Who audits the Central Banks? Answer: themselves. What media outlet cries "foul!" when Belgium recently stepped up and soaked up a few hundred billion in USTreasuries, and amount that represents *multiples* of Belgium's GDP? Answer: No one, other than those loony blog sites on the Internet. What media outlet cried "foul!" when it was learn that the Fed's actions during the TARP days didn't limit themselves to $750B as advertised, but actually were over $12T, much of which involved money to foreign banks?

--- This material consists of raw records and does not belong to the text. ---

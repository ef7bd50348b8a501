//! Contextual bandit policy suite.
//!
//! Four algorithms share one contract: select an arm from an eligible set,
//! ingest a scalar reward, serialize and restore posterior state, and report
//! diagnostics. The variants carry different numeric state shapes, so they
//! are composed as a tagged enum ([`Policy`]) rather than trait objects.
//!
//! - [`BetaThompsonBandit`] — Beta-Bernoulli Thompson sampling
//! - [`Ucb1Bandit`] — UCB1 with forced exploration
//! - [`LinUcbBandit`] — LinUCB (contextual, deterministic)
//! - [`ContextualThompsonBandit`] — Bayesian linear regression sampling

pub mod contextual_thompson;
pub mod linalg;
pub mod linucb;
pub mod reward;
pub mod snapshot;
pub mod thompson;
pub mod ucb1;

pub use contextual_thompson::ContextualThompsonBandit;
pub use linucb::LinUcbBandit;
pub use reward::{RewardCalculator, RewardWeights};
pub use snapshot::{BanditSnapshot, SnapshotError};
pub use thompson::BetaThompsonBandit;
pub use ucb1::Ucb1Bandit;

use ndarray::Array1;
use rand::prelude::*;
use rand_chacha::ChaCha8Rng;

use crate::config::{Algorithm, RouterConfig};
use crate::error::{ConfigError, RoutingError};

/// Observed outcome for one arm, the input to reward computation and
/// posterior updates.
#[derive(Debug, Clone)]
pub struct BanditFeedback {
    /// Arm that served the request.
    pub model_id: String,
    /// Observed cost in dollars (0.0 for failed executions).
    pub cost: f64,
    /// Observed quality score in [0, 1] (0.0 for failed executions).
    pub quality_score: f64,
    /// Observed latency in seconds.
    pub latency: f64,
}

/// Result of a policy selection.
#[derive(Debug, Clone)]
pub struct Selection {
    /// Selected arm.
    pub model_id: String,
    /// Diagnostic confidence in [0, 1].
    pub confidence: f64,
}

/// Build a ChaCha8 RNG, seeded for reproducibility when a seed is given.
pub(crate) fn seeded_rng(seed: Option<u64>) -> ChaCha8Rng {
    let seed = seed.unwrap_or_else(|| rand::rng().random());
    ChaCha8Rng::seed_from_u64(seed)
}

/// Diagnostic confidence from the score margin between the winner and the
/// runner-up. A single eligible arm is certainty; an infinite score (forced
/// exploration) is pure exploration and reports the uniform baseline.
pub(crate) fn margin_confidence(best: f64, second: f64, eligible: usize) -> f64 {
    if eligible <= 1 {
        return 1.0;
    }
    let base = 1.0 / eligible as f64;
    if !best.is_finite() || !second.is_finite() {
        return base;
    }
    let margin = (best - second).max(0.0);
    let scaled = margin / (margin + 1.0);
    (base + (1.0 - base) * scaled).clamp(0.0, 1.0)
}

/// A single bandit policy, dispatched by algorithm tag.
#[derive(Debug)]
pub enum Policy {
    BetaThompson(BetaThompsonBandit),
    Ucb1(Ucb1Bandit),
    LinUcb(LinUcbBandit),
    CtxThompson(ContextualThompsonBandit),
}

impl Policy {
    /// Build a policy for the configured algorithm.
    ///
    /// `Algorithm::Hybrid` is not a single policy; the hybrid router composes
    /// two of these and is constructed separately.
    pub fn from_config(
        algorithm: Algorithm,
        arm_ids: &[String],
        config: &RouterConfig,
    ) -> Result<Self, ConfigError> {
        let dim = config.context_dim();
        match algorithm {
            Algorithm::BetaTs => Ok(Policy::BetaThompson(BetaThompsonBandit::new(
                arm_ids,
                config.success_threshold,
                config.random_seed,
            ))),
            Algorithm::Ucb1 => Ok(Policy::Ucb1(Ucb1Bandit::new(arm_ids, config.ucb1_c))),
            Algorithm::Linucb => Ok(Policy::LinUcb(LinUcbBandit::new(
                arm_ids,
                dim,
                config.linucb_alpha,
                config.lambda_reg,
            ))),
            Algorithm::CtxTs => Ok(Policy::CtxThompson(ContextualThompsonBandit::new(
                arm_ids,
                dim,
                config.ctx_ts_sigma,
                config.lambda_reg,
                config.window_size,
                config.random_seed,
            ))),
            Algorithm::Hybrid => Err(ConfigError::InvalidSetting {
                setting: "algorithm".to_string(),
                reason: "hybrid is composed of two policies, not one".to_string(),
            }),
        }
    }

    /// Select an arm from the eligible set.
    ///
    /// Contextual policies require `context`; non-contextual ones ignore it.
    pub fn select(
        &mut self,
        eligible: &[String],
        context: Option<&Array1<f64>>,
    ) -> Result<Selection, RoutingError> {
        match self {
            Policy::BetaThompson(p) => p.select(eligible),
            Policy::Ucb1(p) => p.select(eligible),
            Policy::LinUcb(p) => {
                let context = context.ok_or(RoutingError::ContextRequired)?;
                p.select(eligible, context)
            }
            Policy::CtxThompson(p) => {
                let context = context.ok_or(RoutingError::ContextRequired)?;
                p.select(eligible, context)
            }
        }
    }

    /// Ingest one observation with its precomputed scalar reward.
    pub fn update(
        &mut self,
        feedback: &BanditFeedback,
        reward: f64,
        context: Option<&Array1<f64>>,
    ) -> Result<(), RoutingError> {
        match self {
            Policy::BetaThompson(p) => p.update(feedback, reward),
            Policy::Ucb1(p) => p.update(feedback, reward),
            Policy::LinUcb(p) => {
                let context = context.ok_or(RoutingError::ContextRequired)?;
                p.update(feedback, reward, context)
            }
            Policy::CtxThompson(p) => {
                let context = context.ok_or(RoutingError::ContextRequired)?;
                p.update(feedback, reward, context)
            }
        }
    }

    /// Serialize posterior state.
    pub fn snapshot(&self) -> BanditSnapshot {
        match self {
            Policy::BetaThompson(p) => p.snapshot(),
            Policy::Ucb1(p) => p.snapshot(),
            Policy::LinUcb(p) => p.snapshot(),
            Policy::CtxThompson(p) => p.snapshot(),
        }
    }

    /// Restore posterior state from a snapshot of the same algorithm.
    pub fn restore(&mut self, snapshot: &BanditSnapshot) -> Result<(), RoutingError> {
        match self {
            Policy::BetaThompson(p) => p.restore(snapshot),
            Policy::Ucb1(p) => p.restore(snapshot),
            Policy::LinUcb(p) => p.restore(snapshot),
            Policy::CtxThompson(p) => p.restore(snapshot),
        }
    }

    /// Diagnostic statistics.
    pub fn stats(&self) -> serde_json::Value {
        match self {
            Policy::BetaThompson(p) => p.stats(),
            Policy::Ucb1(p) => p.stats(),
            Policy::LinUcb(p) => p.stats(),
            Policy::CtxThompson(p) => p.stats(),
        }
    }

    /// Algorithm name used as the persistence key.
    pub fn algorithm_name(&self) -> &'static str {
        match self {
            Policy::BetaThompson(_) => "beta_ts",
            Policy::Ucb1(_) => "ucb1",
            Policy::LinUcb(_) => "linucb",
            Policy::CtxThompson(_) => "ctx_ts",
        }
    }
}
//! LinUCB (contextual, deterministic).
//!
//! Per arm: Gram matrix `A = lambda * I + sum(x x^T)` and reward vector
//! `b = sum(r x)`. Selection scores `theta^T x + alpha * sqrt(x^T A^{-1} x)`
//! with `theta = A^{-1} b` from a Cholesky solve. `A` must remain symmetric
//! positive-definite after every update; updates that would break that are
//! rejected, never silently corrected.

use std::collections::BTreeMap;

use ndarray::{Array1, Array2};
use serde_json::json;

use crate::error::RoutingError;

use super::linalg;
use super::snapshot::{BanditSnapshot, LinearArmState};
use super::{BanditFeedback, Selection};

/// Per-arm linear model state.
#[derive(Debug, Clone)]
pub struct LinearArm {
    /// Gram matrix, `dim x dim`, symmetric positive-definite.
    pub a: Array2<f64>,
    /// Reward-weighted context sum.
    pub b: Array1<f64>,
    /// Number of updates applied.
    pub pulls: u64,
}

impl LinearArm {
    fn new(dim: usize, lambda: f64) -> Self {
        Self {
            a: linalg::scaled_identity(dim, lambda),
            b: Array1::zeros(dim),
            pulls: 0,
        }
    }

    /// Posterior mean `theta = A^{-1} b`.
    pub fn theta(&self) -> Option<Array1<f64>> {
        linalg::spd_solve(&self.a, &self.b)
    }
}

/// LinUCB policy.
#[derive(Debug)]
pub struct LinUcbBandit {
    arms: BTreeMap<String, LinearArm>,
    dim: usize,
    alpha: f64,
    lambda: f64,
}

impl LinUcbBandit {
    /// Create a policy over the given arms for `dim`-dimensional contexts.
    pub fn new(arm_ids: &[String], dim: usize, alpha: f64, lambda: f64) -> Self {
        let arms = arm_ids
            .iter()
            .map(|id| (id.clone(), LinearArm::new(dim, lambda)))
            .collect();
        Self {
            arms,
            dim,
            alpha,
            lambda,
        }
    }

    /// Context dimension this policy expects.
    pub fn dim(&self) -> usize {
        self.dim
    }

    fn check_context(&self, context: &Array1<f64>) -> Result<(), RoutingError> {
        if context.len() != self.dim {
            return Err(RoutingError::FeatureDimension {
                expected: self.dim,
                actual: context.len(),
            });
        }
        Ok(())
    }

    /// UCB score for one arm.
    fn score(&self, arm: &LinearArm, context: &Array1<f64>) -> Option<f64> {
        let theta = arm.theta()?;
        let uncertainty = linalg::inverse_quadratic_form(&arm.a, context)?;
        Some(theta.dot(context) + self.alpha * uncertainty.sqrt())
    }

    /// Argmax over UCB scores; ties go to the lexicographically smallest id.
    pub fn select(
        &mut self,
        eligible: &[String],
        context: &Array1<f64>,
    ) -> Result<Selection, RoutingError> {
        if eligible.is_empty() {
            return Err(RoutingError::NoEligibleModels);
        }
        self.check_context(context)?;

        let mut ordered: Vec<&String> = eligible.iter().collect();
        ordered.sort();

        let mut best: Option<(&String, f64)> = None;
        let mut second_score = f64::NEG_INFINITY;
        for id in ordered {
            let arm = self
                .arms
                .get(id.as_str())
                .ok_or_else(|| RoutingError::UnknownModel(id.clone()))?;
            let score = self.score(arm, context).ok_or_else(|| {
                RoutingError::UpdateRejected {
                    model_id: id.clone(),
                    reason: "Gram matrix is not positive-definite".to_string(),
                }
            })?;
            match best {
                Some((_, b)) if score > b => {
                    second_score = b;
                    best = Some((id, score));
                }
                Some(_) => second_score = second_score.max(score),
                None => best = Some((id, score)),
            }
        }

        let (model_id, best_score) = best.expect("eligible is non-empty");
        Ok(Selection {
            model_id: model_id.clone(),
            confidence: super::margin_confidence(best_score, second_score, eligible.len()),
        })
    }

    /// Apply one observation: `A += x x^T`, `b += r x`.
    ///
    /// Rejects non-finite rewards or contexts and any update after which `A`
    /// fails to factor, logging a diagnostic and leaving state untouched.
    pub fn update(
        &mut self,
        feedback: &BanditFeedback,
        reward: f64,
        context: &Array1<f64>,
    ) -> Result<(), RoutingError> {
        self.check_context(context)?;
        if !reward.is_finite() || context.iter().any(|x| !x.is_finite()) {
            tracing::warn!(
                model_id = %feedback.model_id,
                reward = reward,
                "rejecting bandit update with non-finite inputs"
            );
            return Err(RoutingError::UpdateRejected {
                model_id: feedback.model_id.clone(),
                reason: "non-finite reward or context".to_string(),
            });
        }

        let arm = self
            .arms
            .get_mut(&feedback.model_id)
            .ok_or_else(|| RoutingError::UnknownModel(feedback.model_id.clone()))?;

        let mut a = arm.a.clone();
        linalg::rank_one_update(&mut a, context);
        if linalg::cholesky_jittered(&a).is_none() {
            tracing::warn!(
                model_id = %feedback.model_id,
                "rejecting bandit update: Gram matrix would lose positive-definiteness"
            );
            return Err(RoutingError::UpdateRejected {
                model_id: feedback.model_id.clone(),
                reason: "update would break positive-definiteness".to_string(),
            });
        }

        arm.a = a;
        arm.b = &arm.b + &(context * reward);
        arm.pulls += 1;
        Ok(())
    }

    /// Current state for an arm.
    pub fn arm(&self, model_id: &str) -> Option<&LinearArm> {
        self.arms.get(model_id)
    }

    /// Serialize state (lower-triangular `A` plus `b`, f64).
    pub fn snapshot(&self) -> BanditSnapshot {
        BanditSnapshot::LinUcb {
            dim: self.dim as u32,
            arms: self
                .arms
                .iter()
                .map(|(id, arm)| (id.clone(), LinearArmState::from_arm(&arm.a, &arm.b, arm.pulls)))
                .collect(),
        }
    }

    /// Restore state; arms absent from the snapshot keep their priors.
    pub fn restore(&mut self, snapshot: &BanditSnapshot) -> Result<(), RoutingError> {
        let BanditSnapshot::LinUcb { dim, arms } = snapshot else {
            return Err(RoutingError::UpdateRejected {
                model_id: "*".to_string(),
                reason: format!("snapshot algorithm mismatch: {}", snapshot.algorithm_name()),
            });
        };
        if *dim as usize != self.dim {
            return Err(RoutingError::FeatureDimension {
                expected: self.dim,
                actual: *dim as usize,
            });
        }
        for (id, state) in arms {
            if let Some(arm) = self.arms.get_mut(id) {
                let (a, b) = state.to_matrices(self.dim);
                arm.a = a;
                arm.b = b;
                arm.pulls = state.pulls;
            }
        }
        Ok(())
    }

    /// Diagnostic statistics.
    pub fn stats(&self) -> serde_json::Value {
        json!({
            "algorithm": "linucb",
            "dim": self.dim,
            "alpha": self.alpha,
            "lambda": self.lambda,
            "arm_pulls": self.arms.iter()
                .map(|(id, a)| (id.clone(), a.pulls))
                .collect::<BTreeMap<_, _>>(),
            "arm_theta_norms": self.arms.iter()
                .map(|(id, a)| {
                    let norm = a
                        .theta()
                        .map(|t| t.dot(&t).sqrt())
                        .unwrap_or(f64::NAN);
                    (id.clone(), norm)
                })
                .collect::<BTreeMap<_, _>>(),
        })
    }
}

I don't think so. The rate in question is the "deposit facility rate", which applies for deposits at the ECB from member banks. Setting it negative essentially beats the money out of the bushes and forces the banks to (maybe) start lending. I'd think they'd look at the risk of lending, vs the sure thing of dog piling into the euphoric markets, and would instead just start gambling in the market rather than lend.
Individual depositors (the likes of you and me) just continue to get hosed by 0% returns, and an annual loss of x% due to inflation. The usual pilfering will continue.
The real question (I think) is what are the unintended consequences of NIRP on European money markets? You'd think NIRP would be a stake thru the heart for them, and as we saw in 2008, money markets are vital to the day-to-day funding aspects of many many corporations.